#![doc = include_str!("../README.md")]

#[macro_use]
mod object;
pub use crate::object::{Dictionary, IndirectObject, Object, ObjectId, Stream, StringFormat};

mod cache;
pub mod encryption;
pub use crate::encryption::{CryptMethod, DecryptionError, EncryptionContext, Permissions};
mod error;
pub use crate::error::{DecompressError, Error, ErrorKind, Result, XrefError};
pub mod filters;
pub mod lexer;
pub use crate::lexer::{Lexer, Token};
mod load_options;
pub use crate::load_options::{LoadOptions, LoadOptionsBuilder};
mod object_stream;
pub use crate::object_stream::{ObjectStream, ObjectStreamHeader};
pub mod parser;
pub use crate::parser::{Diagnostic, Parser, Resolve};
mod reader;
pub use crate::reader::Reader;
mod resolver;
pub use crate::resolver::{Mode, Objects, Resolver};
mod source;
pub use crate::source::{FileSource, Source};
pub mod xref;
pub use crate::xref::{Xref, XrefEntry, XrefSection};

#[cfg(test)]
mod testing;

__Exercise requirements__: Whenever the string "lexer" occurs in a line of the entries above, copy that line.

__Task result__:
pub mod lexer;
pub use crate::lexer::{Lexer, Token};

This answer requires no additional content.